Industrial heritage 'in need of salvation'
A drive to preserve some of Britain's finest examples of industrial heritage before they disappear beneath a tide of modern development was announced at an international conference in London yesterday.
A drive to preserve some of Britain's finest examples of industrial heritage before they disappear beneath a tide of modern development was announced at an international conference in London yesterday.
Sir Neil Cossons, the chairman of English Heritage, said that, if properly looked after, the "dark satanic mills" of the industrial revolution could become as much of a tourist attraction as the Pyramids in Egypt, the Great Wall of China and the Colosseum in Rome.
But he warned that the pace of change and increasing pressure for development made such buildings increasingly vulnerable, and he called on the world's experts to help save the best of them before it was too late.
"English Heritage needs to be at the leading edge of this preservation, spotting these important buildings and giving them some recognition before they vanish overnight," he said.

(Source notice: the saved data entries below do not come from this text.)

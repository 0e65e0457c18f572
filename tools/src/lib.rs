//! Reports on the compiled boundary rule tables, shared by the tool binaries.
use std::fmt::Write as _;

use anyhow::Result;
use serde::Serialize;
use unicorn_segment::{BoundaryKind, Program, RuleTable, MAX_PROGRAM_LEN, THREAD_POOL_CAPACITY};

#[derive(Debug, Serialize)]
pub struct RuleReport {
    pub name: &'static str,
    pub breaks: bool,
    pub left_len: usize,
    pub right_len: usize,
    /// Disassembly, one instruction per line (backward program).
    pub left: Vec<String>,
    pub right: Vec<String>,
}

#[derive(Debug, Serialize)]
pub struct TableReport {
    pub kind: BoundaryKind,
    pub longest_program: usize,
    pub max_program_len: usize,
    pub thread_pool_capacity: usize,
    pub rules: Vec<RuleReport>,
}

fn listing(program: &Program, kind: BoundaryKind) -> Vec<String> {
    program.disassemble(kind).lines().map(str::to_owned).collect()
}

/// Build the report for one boundary kind, optionally keeping only the rule
/// called `only`.
pub fn table_report(kind: BoundaryKind, only: Option<&str>) -> Result<TableReport> {
    let table = RuleTable::for_kind(kind)?;
    let rules = table
        .rules()
        .iter()
        .filter(|rule| only.is_none_or(|name| rule.name.eq_ignore_ascii_case(name)))
        .map(|rule| RuleReport {
            name: rule.name,
            breaks: rule.breaks,
            left_len: rule.left.len(),
            right_len: rule.right.len(),
            left: listing(&rule.left, kind),
            right: listing(&rule.right, kind),
        })
        .collect();

    Ok(TableReport {
        kind,
        longest_program: table.max_program_len(),
        max_program_len: MAX_PROGRAM_LEN,
        thread_pool_capacity: THREAD_POOL_CAPACITY,
        rules,
    })
}

/// Plain-text rendering. Without `disassemble` only sizes are listed.
pub fn render_text(report: &TableReport, disassemble: bool) -> String {
    let mut out = String::new();
    let _ = writeln!(
        out,
        "{} rules: {} (longest program {}/{}, thread pool {})",
        report.kind,
        report.rules.len(),
        report.longest_program,
        report.max_program_len,
        report.thread_pool_capacity
    );
    for rule in &report.rules {
        let verdict = if rule.breaks { "÷" } else { "×" };
        let _ = writeln!(
            out,
            "  {:<6} {}  left {:>2}  right {:>2}",
            rule.name, verdict, rule.left_len, rule.right_len
        );
        if disassemble {
            for (label, lines) in [("left", &rule.left), ("right", &rule.right)] {
                let _ = writeln!(out, "    {label}:");
                for line in lines {
                    let _ = writeln!(out, "      {line}");
                }
            }
        }
    }
    out
}

#[cfg(test)]
mod tests {
    use super::*;

    #[test]
    fn test_reports_fit_the_simulator() {
        for kind in BoundaryKind::ALL {
            let report = table_report(kind, None).unwrap();
            assert!(report.longest_program <= report.max_program_len);
            assert!(!report.rules.is_empty());
            assert_eq!(report.rules.last().unwrap().left, vec!["0000  halt"]);
        }
    }

    #[test]
    fn test_single_rule_filter() {
        let report = table_report(BoundaryKind::Grapheme, Some("gb3")).unwrap();
        assert_eq!(report.rules.len(), 1);
        assert_eq!(report.rules[0].name, "GB3");
        assert!(!report.rules[0].breaks);

        let text = render_text(&report, true);
        assert!(text.contains("class CR"));
        assert!(text.contains("class LF"));
    }

    #[test]
    fn test_json_shape() {
        let report = table_report(BoundaryKind::Sentence, Some("SB998")).unwrap();
        let json = serde_json::to_value(&report).unwrap();
        assert_eq!(json["kind"], "sentence");
        assert_eq!(json["rules"][0]["breaks"], false);
    }
}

"Britain was the birthplace of the industrial revolution which ushered in the modern world. For good or ill this is our history. The physical evidence of it is all around us, not just in mills and mines but in the rows or terraced houses, shops, schools, pubs and working men's clubs that went with the industrialisation of the workforce".

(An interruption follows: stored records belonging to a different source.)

//! unicorn-core
//!
//! Infrastructure shared by the unicorn text algorithm crates (currently
//! `unicorn-segment`).
//!
//! Public API:
//! - `Text` - Borrowed UTF-8 / UTF-16 / UTF-32 / scalar buffer with
//!   bidirectional code-point iteration and validation
//! - `Error` / `Result` - Error type reported by every algorithm
//! - `Config` - Enabled encoding forms, loadable from TOML
use serde::{Deserialize, Serialize};

pub mod error;
pub use error::{Error, Result};

pub mod text;
pub use text::{ByteOrder, CodeUnits, Decoded, EncodingForm, Length, Text};

/// Generic configuration shared by algorithm crates.
///
/// Algorithm-specific switches (which boundary kinds are available, etc.)
/// belong in the configuration types of their own crates, which flatten this
/// one into themselves.
#[derive(Debug, Clone, PartialEq, Eq, Deserialize, Serialize)]
#[serde(default)]
pub struct Config {
    /// Encoding forms accepted as input. Defaults to all of them.
    pub encoding_forms: Vec<EncodingForm>,
}

impl Default for Config {
    fn default() -> Self {
        Self {
            encoding_forms: EncodingForm::ALL.to_vec(),
        }
    }
}

impl Config {
    /// Load configuration from a TOML file.
    pub fn load_toml<P: AsRef<std::path::Path>>(
        path: P,
    ) -> std::result::Result<Self, Box<dyn std::error::Error>> {
        let content = std::fs::read_to_string(path)?;
        let config: Config = toml::from_str(&content)?;
        Ok(config)
    }

    /// Save configuration to a TOML file.
    pub fn save_toml<P: AsRef<std::path::Path>>(
        &self,
        path: P,
    ) -> std::result::Result<(), Box<dyn std::error::Error>> {
        let content = toml::to_string_pretty(self)?;
        std::fs::write(path, content)?;
        Ok(())
    }

    /// Load configuration from TOML string.
    pub fn from_toml_str(content: &str) -> std::result::Result<Self, toml::de::Error> {
        toml::from_str(content)
    }

    /// Serialize configuration to TOML string.
    pub fn to_toml_string(&self) -> std::result::Result<String, toml::ser::Error> {
        toml::to_string_pretty(self)
    }

    /// Check if an encoding form is enabled.
    pub fn is_enabled(&self, form: EncodingForm) -> bool {
        self.encoding_forms.contains(&form)
    }

    /// Reject text whose encoding form is switched off.
    pub fn check_text(&self, text: &Text<'_>) -> Result<()> {
        let form = text.form();
        if self.is_enabled(form) {
            Ok(())
        } else {
            tracing::warn!(%form, "rejecting text in a disabled encoding form");
            Err(Error::FeatureDisabled(format!("{form} encoding")))
        }
    }
}

#[cfg(test)]
mod tests {
    use super::*;

    #[test]
    fn test_default_enables_everything() {
        let config = Config::default();
        for form in EncodingForm::ALL {
            assert!(config.is_enabled(form));
        }
    }

    #[test]
    fn test_toml_round_trip() {
        let config = Config {
            encoding_forms: vec![EncodingForm::Utf8, EncodingForm::Scalar],
        };
        let toml = config.to_toml_string().unwrap();
        assert!(toml.contains("utf8"));
        assert_eq!(Config::from_toml_str(&toml).unwrap(), config);
    }

    #[test]
    fn test_missing_fields_use_defaults() {
        let config = Config::from_toml_str("").unwrap();
        assert_eq!(config, Config::default());
    }

    #[test]
    fn test_check_text() {
        let config = Config {
            encoding_forms: vec![EncodingForm::Utf8],
        };
        assert!(config.check_text(&Text::utf8(b"abc")).is_ok());
        let units = [0x61u16];
        assert_eq!(
            config.check_text(&Text::utf16(&units)),
            Err(Error::FeatureDisabled("UTF-16 encoding".into()))
        );
    }
}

The preservation of industrial buildings was different to that of country houses, which were usually restored to their former glory and left empty, Sir Neil said. Industrial buildings needed the best designers and architects to find new and inspiring uses for them.
"We have all seen the fashion for loft living from the conversion of former factories and that is just one way in which the industrial heritage can be preserved," he said. "In the 1960s in San Francisco people were appalled at the idea of converting fish canneries on the waterfront into apartments but now that is an accepted use for old warehouses.
"These factories can also be recycled in other ways. In New England some of the 19th- century textile mills have been converted into hi-tech manufacturing industries. In Birmingham, Alabama, a former steel works is now the cultural centre of the city used for the performing arts.
"Many of the conversions are eccentric and imaginative and we need to continue to find new ways of using these buildings."
English Heritage's roll of buildings at risk contains several examples of industrial sites that have been listed but are waiting for schemes to preserve their future.
They include Battersea power station, which is awaiting the result of a planning application to be announced today, the Midland Hotel at St Pancras, the concrete-clad Paddington maintenance depot, the former sugar silo designed by Tate and Lyle in Liverpool, and the 1828 slaughterhouse at Gosport, Hampshire.
This week's four-day conference of the International Committee for the Conservation of Industrial Heritage will look at the future of sites such as oil refineries, steelworks, car factories and chemical plants. Delegates from Japan, Mexico, Russia, Greece and other European countries will explore changing attitudes to these buildings and examine how best to conserve them.
Sir Neil said there had to be a collective approach to conserving such sites as there was simply not enough room for everything to be kept.
"There is a former iron and steel works on the river Saar in Germany which has been preserved and is a classic example of such a factory and probably the best example of a pre-war steel works in the world," he said. "It is right that it should be preserved and we have to look closely at which other similar buildings should also be kept."
Richard Holder, of the Victorian Society, said: "I see no reason why the technical achievement and scale of the work from modern industrial heritage should not acquire the equivalent magic and mystery of the Pyramids."